Phase I of the Great Train Tapestry’s creation has now reached its close and thanks to the creative guidance of Lisl Ponger, we continue our process with a solid foundation of ideas and an established vision for the project’s next steps!
As we progress full steam ahead into Phase II, it’s important to look back on the work and collaboration that have led to this point. Lisl’s series of workshops, discussions and excursions have helped to formulate a Collective Pool of Knowledge which we can now use to inform the physical making of the tapestry. What did we get up to during Phase I?
First on the agenda was a hackathon to share project ideas and collectively decide on the size, structure and content of the final tapestry. Ultimately, it was determined that the completed artwork will consist of 70 panels, quilted together, which will weave together many narratives including those of travel, trains, immigration, borders, labour, women, hidden workers, textile industries, class and power dynamics.
Inspired by the Expressionists, a ‘drift’ then took place; this involved venturing out into the world in pursuit of creative inspiration. Gloucester Antiques Centre and second-hand shops were explored in search of train-related objects and other thematically relevant items; then, old train routes were followed to find traces of railways which have now been lost. Interesting discoveries were documented and then consolidated as a group.
Travelling by train from Gloucester station, the next step was a visit to the Steam Museum in Swindon. Here, we were able to broaden our collective knowledge of GWR’s history, which will be a crucial aspect of the tapestry’s story. This was also a useful opportunity to take some photographs for our Great Train Tapestry image bank, which will provide visual inspiration during the making stage of the artwork.

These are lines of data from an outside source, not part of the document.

//! Persistence boundary
//!
//! The pipeline consumes storage through the `FinanceStore` capability; it
//! does not own schema or migrations. `InMemoryFinanceStore` is the reference
//! implementation used by tests and fixtures — production deployments plug a
//! database-backed implementation in behind the same trait.

use crate::engines::price_trend::PriceObservation;
use crate::error::Result;
use async_trait::async_trait;
use chrono::{DateTime, Datelike, NaiveDate, Utc};
use serde::{Deserialize, Serialize};
use std::collections::HashMap;
use std::sync::Arc;
use tokio::sync::RwLock;
use uuid::Uuid;

//
// ================= Records =================
//

/// Restaurant context loaded for prompt personalization.
#[derive(Debug, Clone, Serialize, Deserialize)]
pub struct UserProfile {
    pub restaurant_id: i64,
    pub restaurant_name: String,
    pub person_name: Option<String>,
    pub cmv_target_percent: Option<f64>,
    pub savings_opportunity: Option<String>,
}

/// A parsed invoice handed over by the upload flow.
#[derive(Debug, Clone, Serialize, Deserialize)]
pub struct InvoiceRecord {
    pub id: Uuid,
    pub restaurant_id: i64,
    pub supplier: String,
    pub total_amount: f64,
    pub invoice_date: NaiveDate,
    pub lines: Vec<PriceObservation>,
}

#[derive(Debug, Clone, Serialize, Deserialize)]
pub struct SupplierTotal {
    pub name: String,
    pub total: f64,
    pub invoice_count: u32,
}

/// Purchases aggregated over one month.
#[derive(Debug, Clone, Serialize, Deserialize)]
pub struct PurchaseSummary {
    pub total: f64,
    pub invoice_count: u32,
    /// Sorted by total descending
    pub by_supplier: Vec<SupplierTotal>,
}

/// One ingredient of a menu item's recipe.
#[derive(Debug, Clone, Serialize, Deserialize)]
pub struct RecipeLine {
    pub ingredient: String,
    pub quantity_per_serving: f64,
    pub unit: String,
    pub waste_percent: f64,
}

#[derive(Debug, Clone, Serialize, Deserialize)]
pub struct MenuItem {
    pub id: Uuid,
    pub restaurant_id: i64,
    pub name: String,
    pub sale_price: f64,
    pub recipe: Vec<RecipeLine>,
    // Computed fields, written back after a CMV calculation
    pub food_cost: Option<f64>,
    pub food_cost_percent: Option<f64>,
    pub contribution_margin: Option<f64>,
    pub profitability_tier: Option<crate::engines::ProfitabilityTier>,
}

/// Lifecycle of a monthly closure aggregate.
#[derive(Debug, Clone, Copy, Serialize, Deserialize, PartialEq, Eq)]
#[serde(rename_all = "snake_case")]
pub enum ReportStatus {
    AwaitingRevenue,
    OnTarget,
    AboveTarget,
    Critical,
}

/// One (restaurant, period) closure aggregate.
#[derive(Debug, Clone, Serialize, Deserialize)]
pub struct ClosureReport {
    pub id: Uuid,
    pub restaurant_id: i64,
    pub year: i32,
    pub month: u32,
    pub status: ReportStatus,
    pub total_revenue: Option<f64>,
    pub total_purchases: Option<f64>,
    pub cmv_percent: Option<f64>,
    pub cmv_target_percent: f64,
    pub month_over_month_change: Option<f64>,
    pub top_suppliers: Vec<SupplierTotal>,
    pub insights: Vec<String>,
    pub generated_at: Option<DateTime<Utc>>,
}

#[derive(Debug, Clone, Serialize, Deserialize)]
pub struct WatchlistEntry {
    pub id: Uuid,
    pub restaurant_id: i64,
    pub product: String,
    pub threshold_percent: f64,
    pub reference_price: Option<f64>,
    pub created_at: DateTime<Utc>,
}

//
// ================= Capability trait =================
//

/// Read/write surface the pipeline needs from external storage.
#[async_trait]
pub trait FinanceStore: Send + Sync {
    // -- context reads
    async fn load_profile(&self, restaurant_id: i64) -> Result<Option<UserProfile>>;
    async fn recent_invoices(&self, restaurant_id: i64, limit: usize)
        -> Result<Vec<InvoiceRecord>>;
    async fn pending_drip_questions(&self, restaurant_id: i64) -> Result<Vec<String>>;

    // -- invoices / price history
    async fn record_invoice(&self, invoice: InvoiceRecord) -> Result<Uuid>;
    /// Most recent observation for a product strictly before `before`.
    async fn latest_observation_before(
        &self,
        restaurant_id: i64,
        product: &str,
        before: DateTime<Utc>,
    ) -> Result<Option<PriceObservation>>;
    /// Latest invoice-derived unit cost for an ingredient, if any.
    async fn latest_invoice_cost(&self, restaurant_id: i64, ingredient: &str)
        -> Result<Option<f64>>;
    /// Fallback cost from the historical pricing feed.
    async fn historical_cost(&self, restaurant_id: i64, ingredient: &str)
        -> Result<Option<f64>>;
    async fn monthly_purchases(
        &self,
        restaurant_id: i64,
        year: i32,
        month: u32,
    ) -> Result<PurchaseSummary>;

    // -- menu / CMV
    async fn menu_item_by_name(&self, restaurant_id: i64, name: &str)
        -> Result<Option<MenuItem>>;
    async fn save_menu_item_costs(&self, item: MenuItem) -> Result<()>;

    // -- closure aggregates
    async fn find_report(
        &self,
        restaurant_id: i64,
        year: i32,
        month: u32,
    ) -> Result<Option<ClosureReport>>;
    async fn save_report(&self, report: ClosureReport) -> Result<()>;
    async fn report_history(&self, restaurant_id: i64, limit: usize)
        -> Result<Vec<ClosureReport>>;

    // -- watchlist
    async fn add_watchlist_entry(&self, entry: WatchlistEntry) -> Result<()>;
    async fn watchlist(&self, restaurant_id: i64) -> Result<Vec<WatchlistEntry>>;
    /// Move an entry's comparison baseline to a newly observed price.
    async fn update_watchlist_reference(&self, entry_id: Uuid, reference_price: f64)
        -> Result<()>;
}

//
// ================= In-memory implementation =================
//

/// In-memory store for tests and development.
pub struct InMemoryFinanceStore {
    profiles: Arc<RwLock<HashMap<i64, UserProfile>>>,
    invoices: Arc<RwLock<Vec<InvoiceRecord>>>,
    pricing_history: Arc<RwLock<HashMap<(i64, String), f64>>>,
    menu_items: Arc<RwLock<HashMap<Uuid, MenuItem>>>,
    reports: Arc<RwLock<HashMap<(i64, i32, u32), ClosureReport>>>,
    watchlists: Arc<RwLock<Vec<WatchlistEntry>>>,
    drip_questions: Arc<RwLock<HashMap<i64, Vec<String>>>>,
}

impl InMemoryFinanceStore {
    pub fn new() -> Self {
        Self {
            profiles: Arc::new(RwLock::new(HashMap::new())),
            invoices: Arc::new(RwLock::new(Vec::new())),
            pricing_history: Arc::new(RwLock::new(HashMap::new())),
            menu_items: Arc::new(RwLock::new(HashMap::new())),
            reports: Arc::new(RwLock::new(HashMap::new())),
            watchlists: Arc::new(RwLock::new(Vec::new())),
            drip_questions: Arc::new(RwLock::new(HashMap::new())),
        }
    }

    // Fixture helpers for tests and demos.

    pub async fn seed_profile(&self, profile: UserProfile) {
        self.profiles.write().await.insert(profile.restaurant_id, profile);
    }

    pub async fn seed_menu_item(&self, item: MenuItem) {
        self.menu_items.write().await.insert(item.id, item);
    }

    pub async fn seed_historical_cost(&self, restaurant_id: i64, ingredient: &str, cost: f64) {
        self.pricing_history
            .write()
            .await
            .insert((restaurant_id, ingredient.to_lowercase()), cost);
    }

    pub async fn seed_drip_questions(&self, restaurant_id: i64, questions: Vec<String>) {
        self.drip_questions.write().await.insert(restaurant_id, questions);
    }
}

impl Default for InMemoryFinanceStore {
    fn default() -> Self {
        Self::new()
    }
}

fn normalized(name: &str) -> String {
    name.trim().to_lowercase()
}

#[async_trait]
impl FinanceStore for InMemoryFinanceStore {
    async fn load_profile(&self, restaurant_id: i64) -> Result<Option<UserProfile>> {
        Ok(self.profiles.read().await.get(&restaurant_id).cloned())
    }

    async fn recent_invoices(
        &self,
        restaurant_id: i64,
        limit: usize,
    ) -> Result<Vec<InvoiceRecord>> {
        let invoices = self.invoices.read().await;
        let mut recent: Vec<InvoiceRecord> = invoices
            .iter()
            .filter(|inv| inv.restaurant_id == restaurant_id)
            .cloned()
            .collect();
        recent.sort_by_key(|inv| std::cmp::Reverse(inv.invoice_date));
        recent.truncate(limit);
        Ok(recent)
    }

    async fn pending_drip_questions(&self, restaurant_id: i64) -> Result<Vec<String>> {
        Ok(self
            .drip_questions
            .read()
            .await
            .get(&restaurant_id)
            .cloned()
            .unwrap_or_default())
    }

    async fn record_invoice(&self, invoice: InvoiceRecord) -> Result<Uuid> {
        let id = invoice.id;
        self.invoices.write().await.push(invoice);
        Ok(id)
    }

    async fn latest_observation_before(
        &self,
        restaurant_id: i64,
        product: &str,
        before: DateTime<Utc>,
    ) -> Result<Option<PriceObservation>> {
        let product = normalized(product);
        let invoices = self.invoices.read().await;

        let mut latest: Option<PriceObservation> = None;
        for invoice in invoices.iter().filter(|inv| inv.restaurant_id == restaurant_id) {
            for line in &invoice.lines {
                if normalized(&line.product) != product || line.observed_at >= before {
                    continue;
                }
                let newer = latest
                    .as_ref()
                    .map(|l| line.observed_at > l.observed_at)
                    .unwrap_or(true);
                if newer {
                    latest = Some(line.clone());
                }
            }
        }
        Ok(latest)
    }

    async fn latest_invoice_cost(
        &self,
        restaurant_id: i64,
        ingredient: &str,
    ) -> Result<Option<f64>> {
        let observation = self
            .latest_observation_before(restaurant_id, ingredient, Utc::now())
            .await?;
        Ok(observation.map(|obs| obs.unit_price))
    }

    async fn historical_cost(
        &self,
        restaurant_id: i64,
        ingredient: &str,
    ) -> Result<Option<f64>> {
        Ok(self
            .pricing_history
            .read()
            .await
            .get(&(restaurant_id, normalized(ingredient)))
            .copied())
    }

    async fn monthly_purchases(
        &self,
        restaurant_id: i64,
        year: i32,
        month: u32,
    ) -> Result<PurchaseSummary> {
        let invoices = self.invoices.read().await;

        let mut total = 0.0;
        let mut invoice_count = 0u32;
        let mut by_supplier: HashMap<String, SupplierTotal> = HashMap::new();

        for invoice in invoices.iter().filter(|inv| {
            inv.restaurant_id == restaurant_id
                && inv.invoice_date.year() == year
                && inv.invoice_date.month() == month
        }) {
            total += invoice.total_amount;
            invoice_count += 1;
            let entry = by_supplier
                .entry(invoice.supplier.clone())
                .or_insert_with(|| SupplierTotal {
                    name: invoice.supplier.clone(),
                    total: 0.0,
                    invoice_count: 0,
                });
            entry.total += invoice.total_amount;
            entry.invoice_count += 1;
        }

        let mut suppliers: Vec<SupplierTotal> = by_supplier.into_values().collect();
        suppliers.sort_by(|a, b| b.total.total_cmp(&a.total));

        Ok(PurchaseSummary {
            total,
            invoice_count,
            by_supplier: suppliers,
        })
    }

    async fn menu_item_by_name(
        &self,
        restaurant_id: i64,
        name: &str,
    ) -> Result<Option<MenuItem>> {
        let wanted = normalized(name);
        let items = self.menu_items.read().await;
        Ok(items
            .values()
            .find(|item| {
                item.restaurant_id == restaurant_id && normalized(&item.name).contains(&wanted)
            })
            .cloned())
    }

    async fn save_menu_item_costs(&self, item: MenuItem) -> Result<()> {
        self.menu_items.write().await.insert(item.id, item);
        Ok(())
    }

    async fn find_report(
        &self,
        restaurant_id: i64,
        year: i32,
        month: u32,
    ) -> Result<Option<ClosureReport>> {
        Ok(self
            .reports
            .read()
            .await
            .get(&(restaurant_id, year, month))
            .cloned())
    }

    async fn save_report(&self, report: ClosureReport) -> Result<()> {
        self.reports
            .write()
            .await
            .insert((report.restaurant_id, report.year, report.month), report);
        Ok(())
    }

    async fn report_history(
        &self,
        restaurant_id: i64,
        limit: usize,
    ) -> Result<Vec<ClosureReport>> {
        let reports = self.reports.read().await;
        let mut history: Vec<ClosureReport> = reports
            .values()
            .filter(|r| r.restaurant_id == restaurant_id)
            .cloned()
            .collect();
        history.sort_by_key(|r| std::cmp::Reverse((r.year, r.month)));
        history.truncate(limit);
        Ok(history)
    }

    async fn add_watchlist_entry(&self, entry: WatchlistEntry) -> Result<()> {
        self.watchlists.write().await.push(entry);
        Ok(())
    }

    async fn watchlist(&self, restaurant_id: i64) -> Result<Vec<WatchlistEntry>> {
        Ok(self
            .watchlists
            .read()
            .await
            .iter()
            .filter(|e| e.restaurant_id == restaurant_id)
            .cloned()
            .collect())
    }

    async fn update_watchlist_reference(
        &self,
        entry_id: Uuid,
        reference_price: f64,
    ) -> Result<()> {
        let mut entries = self.watchlists.write().await;
        let entry = entries
            .iter_mut()
            .find(|e| e.id == entry_id)
            .ok_or_else(|| {
                crate::error::AgentError::StoreError(format!(
                    "watchlist entry {} not found",
                    entry_id
                ))
            })?;
        entry.reference_price = Some(reference_price);
        Ok(())
    }
}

At the Hundred Heroines Museum, a session was held in which everyone was given the opportunity to share, discuss and receive feedback for their personal work. This was a great way to learn about the creative approaches of others, which opened doors into conversations about new artistic perspectives and methodologies. During this session, Lisl shared insight into a selection of her own works, giving participants a valuable opportunity to learn more about her motivations and working process.

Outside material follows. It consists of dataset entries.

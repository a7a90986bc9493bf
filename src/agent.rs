//! Turn orchestrator
//!
//! One `handle_message` call runs the whole pipeline: classify the intent,
//! load context, compose the system prompt, then drive the model through a
//! bounded tool-invocation loop. Every turn ends in exactly one of three
//! outcomes (answered, exhausted, failed) and leaves a sealed turn log.

use crate::audit::{InteractionLog, PromptSnapshot};
use crate::classifier::IntentClassifier;
use crate::composer::PromptComposer;
use crate::context::ContextLoader;
use crate::error::AgentError;
use crate::model::{ChatModel, ModelResponse};
use crate::models::{ChatMessage, ToolCall, ToolResult, TurnOutcome, TurnReply};
use crate::prompts;
use crate::session::SessionStore;
use crate::store::FinanceStore;
use crate::tools::{ToolContext, ToolRegistry};
use std::sync::Arc;
use tracing::{debug, info, warn};

/// Tunables for the turn pipeline.
#[derive(Debug, Clone)]
pub struct AgentConfig {
    /// Model round-trips allowed per turn before the exhausted fallback.
    pub max_rounds: u32,
    /// Token budget for prompt composition.
    pub token_budget: usize,
    /// Price movement (percent) that counts as significant.
    pub significance_threshold: f64,
    /// CMV target used when the restaurant profile does not carry one.
    pub default_cmv_target_percent: f64,
}

impl Default for AgentConfig {
    fn default() -> Self {
        Self {
            max_rounds: 8,
            token_budget: 4000,
            significance_threshold: 10.0,
            default_cmv_target_percent: 32.0,
        }
    }
}

/// The assembled pipeline. One instance serves all conversations.
pub struct FinanceAgent {
    model: Arc<dyn ChatModel>,
    tools: ToolRegistry,
    store: Arc<dyn FinanceStore>,
    sessions: Arc<SessionStore>,
    audit: Arc<InteractionLog>,
    context: ContextLoader,
    config: AgentConfig,
}

impl FinanceAgent {
    pub fn new(
        model: Arc<dyn ChatModel>,
        tools: ToolRegistry,
        store: Arc<dyn FinanceStore>,
        config: AgentConfig,
    ) -> Self {
        Self {
            model,
            tools,
            store: store.clone(),
            sessions: Arc::new(SessionStore::new()),
            audit: Arc::new(InteractionLog::new()),
            context: ContextLoader::new(store),
            config,
        }
    }

    pub fn audit(&self) -> Arc<InteractionLog> {
        self.audit.clone()
    }

    pub fn sessions(&self) -> Arc<SessionStore> {
        self.sessions.clone()
    }

    /// Bind a conversation to a restaurant. Until this is called the
    /// conversation is treated as an unregistered user.
    pub async fn link_restaurant(
        &self,
        conversation_id: &str,
        restaurant_id: i64,
        is_new_user: bool,
    ) {
        self.sessions
            .update(conversation_id, |s| {
                s.restaurant_id = Some(restaurant_id);
                s.is_new_user = is_new_user;
            })
            .await;
    }

    /// Run one user message through the pipeline.
    pub async fn handle_message(
        &self,
        conversation_id: &str,
        text: &str,
        has_attachment: bool,
    ) -> crate::Result<TurnReply> {
        let session = self.sessions.get_or_create(conversation_id).await;

        // A conversation with no linked restaurant is an unregistered user.
        let is_new_user = session.is_new_user || session.restaurant_id.is_none();
        let intent = IntentClassifier::classify(text, has_attachment, is_new_user);
        info!(
            conversation = conversation_id,
            intent = %intent.label,
            confidence = intent.confidence,
            "message classified"
        );

        let context = self.context.load(session.restaurant_id, intent.label).await;
        let layers = PromptComposer::build_layers(
            intent.label,
            context.user_memory.as_deref(),
            context.recent_data.as_deref(),
            context.drip_hint.as_deref(),
        );
        let composed = PromptComposer::compose(layers, self.config.token_budget);

        let turn_id = self
            .audit
            .open(conversation_id, intent.clone(), PromptSnapshot::from(&composed))
            .await;

        // The system message is rebuilt every turn; intent changes swap the
        // active skill layer without losing history.
        self.sessions
            .update(conversation_id, |s| {
                s.set_system_message(composed.system_message.clone());
                s.last_intent = Some(intent.label);
                s.messages.push(ChatMessage::user(text));
            })
            .await;

        let tool_ctx = ToolContext {
            conversation_id: conversation_id.to_string(),
            restaurant_id: session.restaurant_id,
            store: self.store.clone(),
            sessions: self.sessions.clone(),
            default_cmv_target_percent: self.config.default_cmv_target_percent,
            significance_threshold: self.config.significance_threshold,
        };
        let schemas = self.tools.schemas();

        let mut call_index = 0u32;
        for round in 0..self.config.max_rounds {
            let messages = self.sessions.get_or_create(conversation_id).await.messages;

            let response = match self.model.complete(&messages, &schemas).await {
                Ok(response) => response,
                Err(e) => {
                    let message = e.to_string();
                    self.audit
                        .seal(turn_id, TurnOutcome::Failed, 0, Some(message))
                        .await?;
                    return Err(e);
                }
            };

            match response {
                ModelResponse::Final(answer) => {
                    self.sessions
                        .update(conversation_id, |s| {
                            s.messages.push(ChatMessage::assistant(answer.clone()));
                        })
                        .await;
                    self.audit
                        .seal(turn_id, TurnOutcome::Answered, answer.len(), None)
                        .await?;
                    return Ok(TurnReply {
                        text: answer,
                        outcome: TurnOutcome::Answered,
                        turn_id,
                    });
                }
                ModelResponse::ToolCalls(requests) => {
                    debug!(
                        round,
                        calls = requests.len(),
                        "model requested tool calls"
                    );
                    let calls: Vec<ToolCall> = requests
                        .into_iter()
                        .map(|req| {
                            let call = ToolCall {
                                id: req.id,
                                name: req.name,
                                arguments: req.arguments,
                                call_index,
                            };
                            call_index += 1;
                            call
                        })
                        .collect();

                    self.sessions
                        .update(conversation_id, |s| {
                            s.messages
                                .push(ChatMessage::assistant_tool_calls(calls.clone()));
                        })
                        .await;

                    // Sequential execution in call order; a failed call
                    // becomes a structured result the model can react to.
                    for call in calls {
                        let result = self.execute_call(&call, &tool_ctx).await;
                        self.audit
                            .record_tool(turn_id, call.clone(), result.clone())
                            .await?;
                        self.sessions
                            .update(conversation_id, |s| {
                                s.messages
                                    .push(ChatMessage::tool_result(&call, &result.payload));
                            })
                            .await;
                    }
                }
            }
        }

        warn!(
            conversation = conversation_id,
            rounds = self.config.max_rounds,
            "turn exhausted its round bound"
        );
        self.audit
            .seal(
                turn_id,
                TurnOutcome::Exhausted,
                prompts::EXHAUSTED_FALLBACK.len(),
                None,
            )
            .await?;
        Ok(TurnReply {
            text: prompts::EXHAUSTED_FALLBACK.to_string(),
            outcome: TurnOutcome::Exhausted,
            turn_id,
        })
    }

    async fn execute_call(&self, call: &ToolCall, ctx: &ToolContext) -> ToolResult {
        if let Err(e) = self.tools.validate_arguments(&call.name, &call.arguments) {
            warn!(tool = %call.name, error = %e, "rejecting tool call");
            return ToolResult::failed(call, e.to_string());
        }

        // validate_arguments already proved the tool exists
        let Some(tool) = self.tools.get(&call.name) else {
            return ToolResult::failed(call, AgentError::ToolNotFound(call.name.clone()).to_string());
        };

        match tool.execute(&call.arguments, ctx).await {
            Ok(payload) => ToolResult::ok(call, payload),
            Err(e) => {
                warn!(tool = %call.name, error = %e, "tool execution failed");
                ToolResult::failed(call, e.to_string())
            }
        }
    }
}

#[cfg(test)]
mod tests {
    use super::*;
    use crate::model::{ModelResponse, ScriptedModel, ToolCallRequest};
    use crate::store::InMemoryFinanceStore;
    use serde_json::json;

    fn agent_with(model: ScriptedModel) -> FinanceAgent {
        FinanceAgent::new(
            Arc::new(model),
            ToolRegistry::with_builtin_tools(),
            Arc::new(InMemoryFinanceStore::new()),
            AgentConfig::default(),
        )
    }

    fn tool_call(name: &str, arguments: serde_json::Value) -> ModelResponse {
        ModelResponse::ToolCalls(vec![ToolCallRequest {
            id: "call_1".to_string(),
            name: name.to_string(),
            arguments,
        }])
    }

    #[tokio::test]
    async fn test_direct_answer_seals_answered_turn() {
        let agent = agent_with(ScriptedModel::new(vec![ModelResponse::Final(
            "Tudo certo por aqui!".to_string(),
        )]));

        let reply = agent.handle_message("chat-1", "oi", false).await.unwrap();
        assert_eq!(reply.outcome, TurnOutcome::Answered);
        assert_eq!(reply.text, "Tudo certo por aqui!");

        let log = agent.audit().get(reply.turn_id).await.unwrap();
        assert!(log.sealed);
        assert_eq!(log.outcome, Some(TurnOutcome::Answered));
        assert!(log.tool_calls.is_empty());
    }

    #[tokio::test]
    async fn test_tool_round_then_answer() {
        let agent = agent_with(ScriptedModel::new(vec![
            tool_call("get_watchlist", json!({})),
            ModelResponse::Final("Sua lista está vazia.".to_string()),
        ]));
        agent.link_restaurant("chat-1", 1, false).await;

        let reply = agent
            .handle_message("chat-1", "o que estou monitorando?", false)
            .await
            .unwrap();
        assert_eq!(reply.outcome, TurnOutcome::Answered);

        let log = agent.audit().get(reply.turn_id).await.unwrap();
        assert_eq!(log.tool_calls.len(), 1);
        assert_eq!(log.tool_calls[0].call.name, "get_watchlist");
        assert!(log.tool_calls[0].result.success);
    }

    #[tokio::test]
    async fn test_unknown_tool_becomes_failed_result_not_error() {
        let agent = agent_with(ScriptedModel::new(vec![
            tool_call("fly_to_the_moon", json!({})),
            ModelResponse::Final("Essa eu não sei fazer.".to_string()),
        ]));

        let reply = agent.handle_message("chat-1", "oi", false).await.unwrap();
        assert_eq!(reply.outcome, TurnOutcome::Answered);

        let log = agent.audit().get(reply.turn_id).await.unwrap();
        assert_eq!(log.tool_calls.len(), 1);
        assert!(!log.tool_calls[0].result.success);
    }

    #[tokio::test]
    async fn test_relentless_tool_calling_is_exhausted() {
        let agent = agent_with(ScriptedModel::cycling(vec![tool_call(
            "get_watchlist",
            json!({}),
        )]));
        agent.link_restaurant("chat-1", 1, false).await;

        let reply = agent.handle_message("chat-1", "oi", false).await.unwrap();
        assert_eq!(reply.outcome, TurnOutcome::Exhausted);
        assert_eq!(reply.text, prompts::EXHAUSTED_FALLBACK);

        let log = agent.audit().get(reply.turn_id).await.unwrap();
        assert_eq!(log.tool_calls.len(), 8);
        assert_eq!(log.outcome, Some(TurnOutcome::Exhausted));
    }

    #[tokio::test]
    async fn test_model_failure_seals_failed_turn() {
        // Empty script: the first round-trip errors out.
        let agent = agent_with(ScriptedModel::new(vec![]));

        let result = agent.handle_message("chat-1", "oi", false).await;
        assert!(matches!(result, Err(AgentError::ModelUnavailable(_))));

        let logs = agent.audit().list_for_conversation("chat-1").await;
        assert_eq!(logs.len(), 1);
        assert_eq!(logs[0].outcome, Some(TurnOutcome::Failed));
        assert!(logs[0].error_occurred);
    }

    #[tokio::test]
    async fn test_system_message_carries_active_skill() {
        let agent = agent_with(ScriptedModel::new(vec![ModelResponse::Final(
            "Vamos fechar o mês.".to_string(),
        )]));
        agent.link_restaurant("chat-1", 1, false).await;

        agent
            .handle_message("chat-1", "preciso fechar o mês", false)
            .await
            .unwrap();

        let session = agent.sessions().get_or_create("chat-1").await;
        assert!(session.messages[0].content.contains("fechamento mensal"));
        assert_eq!(
            session.last_intent,
            Some(crate::models::IntentLabel::MonthlyClosure)
        );
    }

    #[tokio::test]
    async fn test_call_indexes_increase_across_rounds() {
        let agent = agent_with(ScriptedModel::new(vec![
            tool_call("get_watchlist", json!({})),
            tool_call("get_watchlist", json!({})),
            ModelResponse::Final("Pronto.".to_string()),
        ]));
        agent.link_restaurant("chat-1", 1, false).await;

        let reply = agent.handle_message("chat-1", "oi", false).await.unwrap();
        let log = agent.audit().get(reply.turn_id).await.unwrap();
        let indexes: Vec<u32> = log.tool_calls.iter().map(|t| t.call.call_index).collect();
        assert_eq!(indexes, vec![0, 1]);
    }
}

Next, we began sampling various artistic techniques to explore which methods could be used during the construction of the tapestry. Lisl taught us her inventive scanner bed technique, where objects of one’s choosing can be arranged on a scanner to create a crisp, eye-catching composition rich in storytelling capabilities. Textile-based techniques such as appliqué, sublimation, and embroidery were explored to determine how they could be incorporated into the finished piece.
Having now formed a considerable Collective Pool of Knowledge, Phase II of this project can now be approached with a broad and interesting set of information as its foundation. This process could not have gone ahead without the indispensable guidance of Lisl Ponger, and we at Hundred Heroines look forward to her continued collaboration with the museum and the Great Train Tapestry project.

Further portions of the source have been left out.